Check the satellite imagery we got from the Klingons. There are bodies everywhere. Hold it, they’re not moving! We must have time-traveled to the near future to a time after the Republicans fixed health care. If the Rev. Jim Jones was alive and in Congress, he’d be heading up health care reform. (Insert your own Kool-Aid reference. Must I do everything around here?)

The point is, trillions of people showed up to celebrate health care reform. Trillions. That’s even after you deduct 10 Russians — and counting. That Vlad — doing his part for population control.

“It is a missed opportunity to save the American people from the death spiral of this very flawed law,” said North Dakota Congressman Kevin Cramer, deeply regretting he was unable to save 24 million Americans from being insured.

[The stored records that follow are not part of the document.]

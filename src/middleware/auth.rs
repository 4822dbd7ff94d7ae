use crate::AppState;
use axum::{
    extract::{Request, State},
    http::StatusCode,
    middleware::Next,
    response::{IntoResponse, Json, Response},
};
use serde_json::json;

pub use crate::services::auth_service::Claims;

/// Validates `Authorization: Bearer <jwt>` and stores the claims in request
/// extensions for handlers to pick up with `Extension<Claims>`.
pub async fn require_bearer_auth(
    State(state): State<AppState>,
    mut req: Request,
    next: Next,
) -> Response {
    let Some(auth_header) = req.headers().get(axum::http::header::AUTHORIZATION) else {
        return unauthorized("missing_authorization");
    };
    let Ok(auth_str) = auth_header.to_str() else {
        return unauthorized("bad_authorization");
    };
    let Some(token) = auth_str.strip_prefix("Bearer ") else {
        return unauthorized("unsupported_scheme");
    };

    match state.auth_service.decode_token(token) {
        Ok(claims) => {
            req.extensions_mut().insert(claims);
            next.run(req).await
        }
        Err(e) => {
            tracing::debug!(error = %e, "rejected bearer token");
            unauthorized("invalid_token")
        }
    }
}

fn unauthorized(reason: &str) -> Response {
    (StatusCode::UNAUTHORIZED, Json(json!({ "error": reason }))).into_response()
}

Everyone knows health insurance is a death sentence, and freedom’s just another word for nothing left to lose.

The Republicans have been offering up swing-bed foreplay for seven years: “When we get back in power, we’re going to be so good to you. It’s gonna be the best ever. Gonna rock your world, baby. Anthony Weiner’s got nothing on us.” Now, after seven years of steamy talk about co-pays, here comes the booty call and … pfffffffft! Ironically, under their plan, Viagra isn’t covered. But then again, neither is Planned Parenthood, so it’s a wash. After strutting around all this time like Mick Jagger in Spandex, it turns out the bulge was a handgun.

Meanwhile, in Bismarck, you can’t wear jeans on the Senate floor, but I think a heater is OK. Conservative priorities. They’re only temporarily pro-life. If it involves life expectancy or gun control, all bets are off — unless Al Carlson gets his casinos built. For the first time at the Capitol, being Sergeant at Arms really means something. Jesus once said, “Blessed are the marksmen.” And everyone knows God wrote the Second Commandment to the Constitution.

Janne Myrdal keeps a Glock in her chastity belt. And a Ruger. And curiously, some guy named Jake. He’s either from NRA or State Farm. I’m not sure if he does health insurance, though.

SIDEBAR: I once knew a girl from Zap, N.D., whose Mossberg got the clap. (If you’re still feeling Irish, insert limerick here.) Don’t worry, it was covered under Obamacare.  Her over-and-under was cured with antibiotics. In the future, you’ll have to rely on leeches and a prayer chain.

The point is, Sen. Myrdal is a great American. She’s got an entire arsenal in there. It’s a yuuuge chastity belt. It’s like the Grand Canyon. When you yodel, it echoes forever. There’s so much chastity in there. Don’t confuse it with the sanctimony. I think I see Jesus in the corner. He’s holding a Beretta.

I’m going to drop some 9mm cartridges in the collection plate on Easter Sunday. I think there should be a service the night before, too. A Saturday Night Special.

I’m puzzled the family-values folks couldn’t rally people around the idea of raising the cost of premiums and deductibles, cutting coverage and giving tax breaks to oppressed millionaires. Is this even America anymore? It’s sad when the Russians are more effective in our political process than Congress. Soon we’ll have a borscht stand at every casino.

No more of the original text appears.